The one side attachment portion 21 a of the rod member 21 holds the piston portion 30. A connecting member (not shown) for connecting the hydraulic shock absorber 1 to a vehicle body such as an automobile is attached to the other side attachment portion 21b of the rod member 21.

The transmission member 22 is a rod-shaped member extending in the axial direction. The outer diameter of the transmission member 22 is formed smaller than the inner diameter of the through hole 21H of the rod member 21. The transmission member 22 is provided so as to be movable in the axial direction inside the rod member 21. Further, as shown in FIG. 2, the transmission member 22 is provided such that one end thereof can come into contact with the inner piston portion 32 of the piston portion 30.

The moving means 23 moves the transmission member 22 in the axial direction, and applies a load to the compression side valve portion 33 and the extension side valve portion 35 via the transmission member 22. The inner piston portion 32 applies a load in one direction to the compression side valve portion 33 and the extension side valve portion 35. Therefore, in the present embodiment, the moving means 23 for applying a load also uses a means for applying a load to the inner piston portion 32 in a single direction.
Although the mechanism of the moving means 23 for moving the transmission member 22 is not particularly limited, in the present embodiment, for example, a linear actuator that converts the rotational motion of the motor into a linear motion using a mechanism such as a screw is used.
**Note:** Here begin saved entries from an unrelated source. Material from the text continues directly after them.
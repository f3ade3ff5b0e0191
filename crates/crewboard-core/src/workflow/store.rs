//! WorkflowStore — one JSON file per workflow under a team workspace.
//!
//! Storage path: `<team workspace>/shared-context/workflows/<id>.workflow.json`
//!
//! Writes overwrite unconditionally (last writer wins). Only the id grammar
//! is checked here; structural validation is the caller's job so drafts
//! can round-trip.

use std::path::PathBuf;
use std::sync::Arc;

use tokio::fs;

use super::schema::{WorkflowDefinition, WORKFLOW_SCHEMA};
use crate::error::ServerError;
use crate::ids::validate_workflow_id;
use crate::workspace::{TeamWorkspaceResolver, WORKFLOWS_DIR};

pub const WORKFLOW_FILE_SUFFIX: &str = ".workflow.json";

/// Result of a delete: removing an absent file is not an error.
#[derive(Debug, Clone, PartialEq, Eq, serde::Serialize)]
#[serde(rename_all = "camelCase")]
pub struct DeleteOutcome {
    pub existed: bool,
    pub path: PathBuf,
}

#[derive(Clone)]
pub struct WorkflowStore {
    workspaces: Arc<dyn TeamWorkspaceResolver>,
}

impl WorkflowStore {
    pub fn new(workspaces: Arc<dyn TeamWorkspaceResolver>) -> Self {
        Self { workspaces }
    }

    /// Directory holding a team's workflow files.
    pub fn workflows_dir(&self, team_id: &str) -> Result<PathBuf, ServerError> {
        Ok(self.workspaces.resolve(team_id)?.join(WORKFLOWS_DIR))
    }

    /// Path of one workflow file, after checking the id grammar.
    pub fn workflow_path(&self, team_id: &str, workflow_id: &str) -> Result<PathBuf, ServerError> {
        let id = validate_workflow_id(workflow_id)?;
        Ok(self
            .workflows_dir(team_id)?
            .join(format!("{}{}", id, WORKFLOW_FILE_SUFFIX)))
    }

    /// Sorted workflow filenames; a missing directory yields an empty list.
    pub async fn list(&self, team_id: &str) -> Result<Vec<String>, ServerError> {
        let dir = self.workflows_dir(team_id)?;
        let mut files = list_files_with_suffix(&dir, WORKFLOW_FILE_SUFFIX).await?;
        files.sort();
        tracing::debug!(team_id, count = files.len(), "listed workflows");
        Ok(files)
    }

    pub async fn read(
        &self,
        team_id: &str,
        workflow_id: &str,
    ) -> Result<WorkflowDefinition, ServerError> {
        let path = self.workflow_path(team_id, workflow_id)?;
        let content = fs::read_to_string(&path)
            .await
            .map_err(|e| ServerError::from_io(e, &path))?;
        tracing::debug!(team_id, workflow_id, "read workflow");
        serde_json::from_str(&content).map_err(|e| {
            ServerError::Serialization(format!("Failed to parse {}: {}", path.display(), e))
        })
    }

    /// Create or replace a workflow. The stored id is the validated id and
    /// the schema tag is forced to the current version.
    pub async fn write(
        &self,
        team_id: &str,
        workflow: &WorkflowDefinition,
    ) -> Result<PathBuf, ServerError> {
        let id = validate_workflow_id(&workflow.id)?;
        let dir = self.workflows_dir(team_id)?;
        fs::create_dir_all(&dir)
            .await
            .map_err(|e| ServerError::from_io(e, &dir))?;

        let mut normalized = workflow.clone();
        normalized.id = id.clone();
        normalized.schema = WORKFLOW_SCHEMA.to_string();

        let path = dir.join(format!("{}{}", id, WORKFLOW_FILE_SUFFIX));
        fs::write(&path, normalized.to_pretty_json()?)
            .await
            .map_err(|e| ServerError::from_io(e, &path))?;
        tracing::info!(team_id, workflow_id = %id, "wrote workflow");
        Ok(path)
    }

    pub async fn delete(
        &self,
        team_id: &str,
        workflow_id: &str,
    ) -> Result<DeleteOutcome, ServerError> {
        let path = self.workflow_path(team_id, workflow_id)?;
        remove_if_present(path).await
    }
}

/// Filenames (not paths) in `dir` ending with `suffix`.
pub(crate) async fn list_files_with_suffix(
    dir: &std::path::Path,
    suffix: &str,
) -> Result<Vec<String>, ServerError> {
    let mut readdir = match fs::read_dir(dir).await {
        Ok(rd) => rd,
        Err(e) if e.kind() == std::io::ErrorKind::NotFound => return Ok(Vec::new()),
        Err(e) => return Err(ServerError::from_io(e, dir)),
    };

    let mut files = Vec::new();
    while let Some(entry) = readdir
        .next_entry()
        .await
        .map_err(|e| ServerError::from_io(e, dir))?
    {
        let is_file = entry
            .file_type()
            .await
            .map_err(|e| ServerError::from_io(e, dir))?
            .is_file();
        if !is_file {
            continue;
        }
        if let Some(name) = entry.file_name().to_str() {
            if name.ends_with(suffix) {
                files.push(name.to_string());
            }
        }
    }
    Ok(files)
}

pub(crate) async fn remove_if_present(path: PathBuf) -> Result<DeleteOutcome, ServerError> {
    match fs::remove_file(&path).await {
        Ok(()) => {
            tracing::info!(path = %path.display(), "deleted");
            Ok(DeleteOutcome { existed: true, path })
        }
        Err(e) if e.kind() == std::io::ErrorKind::NotFound => {
            Ok(DeleteOutcome { existed: false, path })
        }
        Err(e) => Err(ServerError::from_io(e, &path)),
    }
}

#[cfg(test)]
mod tests {
    use super::*;
    use crate::workflow::schema::{NodeType, WorkflowEdge, WorkflowNode};
    use crate::workspace::HomeWorkspaceResolver;
    use tempfile::TempDir;

    fn store(root: &TempDir) -> WorkflowStore {
        WorkflowStore::new(Arc::new(HomeWorkspaceResolver::new(root.path())))
    }

    fn demo() -> WorkflowDefinition {
        let mut wf = WorkflowDefinition::new("demo", "Demo");
        wf.nodes.push(WorkflowNode::new("s", NodeType::Start));
        wf.nodes.push(WorkflowNode::new("e", NodeType::End));
        wf.edges.push(WorkflowEdge::new("e1", "s", "e"));
        wf
    }

    #[tokio::test]
    async fn test_list_without_directory_is_empty() {
        let root = TempDir::new().unwrap();
        assert!(store(&root).list("acme").await.unwrap().is_empty());
    }

    #[tokio::test]
    async fn test_write_list_read_round_trip() {
        let root = TempDir::new().unwrap();
        let store = store(&root);
        let wf = demo();

        let path = store.write("acme", &wf).await.unwrap();
        assert!(path.ends_with("workspace-acme/shared-context/workflows/demo.workflow.json"));

        let raw = std::fs::read_to_string(&path).unwrap();
        assert!(raw.ends_with('\n'));

        assert_eq!(store.list("acme").await.unwrap(), vec!["demo.workflow.json"]);
        assert_eq!(store.read("acme", "demo").await.unwrap(), wf);
    }

    #[tokio::test]
    async fn test_write_normalizes_id_and_schema() {
        let root = TempDir::new().unwrap();
        let store = store(&root);
        let mut wf = demo();
        wf.id = "  demo ".into();
        wf.schema = "legacy".into();

        store.write("acme", &wf).await.unwrap();
        let back = store.read("acme", "demo").await.unwrap();
        assert_eq!(back.id, "demo");
        assert_eq!(back.schema, WORKFLOW_SCHEMA);
        assert_eq!(back.nodes, wf.nodes);
    }

    #[tokio::test]
    async fn test_invalid_id_never_touches_disk() {
        let root = TempDir::new().unwrap();
        let store = store(&root);
        let mut wf = demo();
        wf.id = "Bad_Id".into();

        assert!(matches!(store.write("acme", &wf).await, Err(ServerError::InvalidId(_))));
        assert!(matches!(store.read("acme", "../x").await, Err(ServerError::InvalidId(_))));
        assert!(!root.path().join("workspace-acme").exists());
    }

    #[tokio::test]
    async fn test_read_missing_is_not_found() {
        let root = TempDir::new().unwrap();
        assert!(matches!(
            store(&root).read("acme", "nope").await,
            Err(ServerError::NotFound(_))
        ));
    }

    #[tokio::test]
    async fn test_corrupt_file_is_serialization_error() {
        let root = TempDir::new().unwrap();
        let store = store(&root);
        let path = store.workflow_path("acme", "broken").unwrap();
        std::fs::create_dir_all(path.parent().unwrap()).unwrap();
        std::fs::write(&path, "{ not json").unwrap();

        assert!(matches!(
            store.read("acme", "broken").await,
            Err(ServerError::Serialization(_))
        ));
    }

    #[tokio::test]
    async fn test_last_writer_wins() {
        // No concurrency token: a second write silently replaces the first.
        let root = TempDir::new().unwrap();
        let store = store(&root);
        let mut first = demo();
        first.name = "First".into();
        let mut second = demo();
        second.name = "Second".into();

        store.write("acme", &first).await.unwrap();
        store.write("acme", &second).await.unwrap();
        assert_eq!(store.read("acme", "demo").await.unwrap().name, "Second");
    }

    #[tokio::test]
    async fn test_list_ignores_directories_with_matching_suffix() {
        let root = TempDir::new().unwrap();
        let store = store(&root);
        store.write("acme", &demo()).await.unwrap();
        let dir = store.workflows_dir("acme").unwrap();
        std::fs::create_dir_all(dir.join("stray.workflow.json")).unwrap();

        assert_eq!(store.list("acme").await.unwrap(), vec!["demo.workflow.json"]);
    }

    #[tokio::test]
    async fn test_delete_reports_existence() {
        let root = TempDir::new().unwrap();
        let store = store(&root);
        store.write("acme", &demo()).await.unwrap();

        assert!(store.delete("acme", "demo").await.unwrap().existed);
        assert!(!store.delete("acme", "demo").await.unwrap().existed);
        assert!(store.list("acme").await.unwrap().is_empty());
    }
}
Used.
Further, the moving means 23 may be configured not only to apply a load in the “single direction” to the inner piston portion 32 but also to apply a load in “bidirectional”.

[Configuration and function of piston part 30]
(Outside piston part 31)
As shown in FIG. 2, the outer piston portion 31 is formed on a hollow portion 310 formed in a hollow shape, an outer first oil passage 311 formed on one side of the hollow portion 310, and the other side of the hollow portion 310. The outer second oil passage 312, the outer third oil passage 313 formed between the outer first oil passage 311 and the outer second oil passage 312, and the ring formed radially outward of the hollow portion 310. A holding part 314, a connection part 315 formed at the other end, an extension side valve holding part 316 formed at one side, and a pressure side valve pressing formed at the other side inside the hollow part 310 Part 317.

The inner diameter of the hollow portion 310 is formed substantially equal to the outer diameter of a later-described recess 321 of the inner piston portion 32.
The outer first oil passage 311 is a through hole that opens in the axial direction. The outer first oil passage 311 communicates with the first intermediate chamber P1 and the fourth intermediate chamber P4 opened by the expansion side valve portion 35 inside the hollow portion 310, and the first oil chamber outside the hollow portion 310. Contact Y1. The outer first oil passage 311 (first through hole) allows oil to flow into the hollow portion 310 during a compression stroke in which oil flows from the first oil chamber Y1 to the second oil chamber Y2.

The outer second oil passage 312 is a through hole that opens obliquely with respect to the axial direction. The outer second oil passage 312 communicates with the third intermediate chamber P3 inside the hollow portion 310 and communicates with the second oil chamber Y2 outside the hollow portion 310. The outer second oil passage 312 (second through hole) allows oil to flow into the hollow portion 310 during an extension stroke in which oil flows from the second oil chamber Y2 to the first oil chamber Y1.
The outer third oil passage 313 is a through hole that opens in the radial direction. The outer third oil passage 313 communicates with an inner second oil passage 324 (described later) of the inner piston portion 32 inside the hollow portion 310, and communicates with the second oil chamber Y 2 outside the hollow portion 310.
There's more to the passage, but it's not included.